▶ [Dataset content]
• • • •

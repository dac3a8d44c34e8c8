use serde::{Deserialize, Serialize};

use crate::dynamics::Body;
use crate::geometry::Aabb;

use super::{need_broadphase_collision, BroadPhase};

/// Overlap test used by [`NaiveBroadphase`]
#[derive(Debug, Clone, Copy, PartialEq, Eq, Default, Serialize, Deserialize)]
pub enum NaiveMode {
    /// Compare bounding spheres around the body origins
    #[default]
    BoundingSphere,
    /// Compare world AABBs
    Aabb,
}

/// Tests every pair of bodies. Quadratic, but has no state to maintain.
#[derive(Debug, Clone, Default)]
pub struct NaiveBroadphase {
    pub mode: NaiveMode,
}

impl NaiveBroadphase {
    pub fn new(mode: NaiveMode) -> Self {
        Self { mode }
    }

    fn overlapping(&self, a: &mut Body, b: &mut Body) -> bool {
        match self.mode {
            NaiveMode::BoundingSphere => {
                let r = a.bounding_radius() + b.bounding_radius();
                a.position().distance_squared(b.position()) < r * r
            }
            NaiveMode::Aabb => a.aabb().overlaps(b.aabb()),
        }
    }
}

impl BroadPhase for NaiveBroadphase {
    fn collision_pairs(&mut self, bodies: &mut [Body], pairs: &mut Vec<(usize, usize)>) {
        for j in 1..bodies.len() {
            let (head, tail) = bodies.split_at_mut(j);
            let b = &mut tail[0];
            for (i, a) in head.iter_mut().enumerate() {
                if need_broadphase_collision(a, b) && self.overlapping(a, b) {
                    pairs.push((i, j));
                }
            }
        }
    }

    fn aabb_query(&mut self, bodies: &mut [Body], aabb: Aabb, result: &mut Vec<usize>) {
        for (i, body) in bodies.iter_mut().enumerate() {
            if body.aabb().overlaps(aabb) {
                result.push(i);
            }
        }
    }
}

• • • •

▶ [What you need to do] Each line in the data that holds the string "Deserialize" needs to be copied.

▶ [Expected output]
use serde::{Deserialize, Serialize};
#[derive(Debug, Clone, Copy, PartialEq, Eq, Default, Serialize, Deserialize)]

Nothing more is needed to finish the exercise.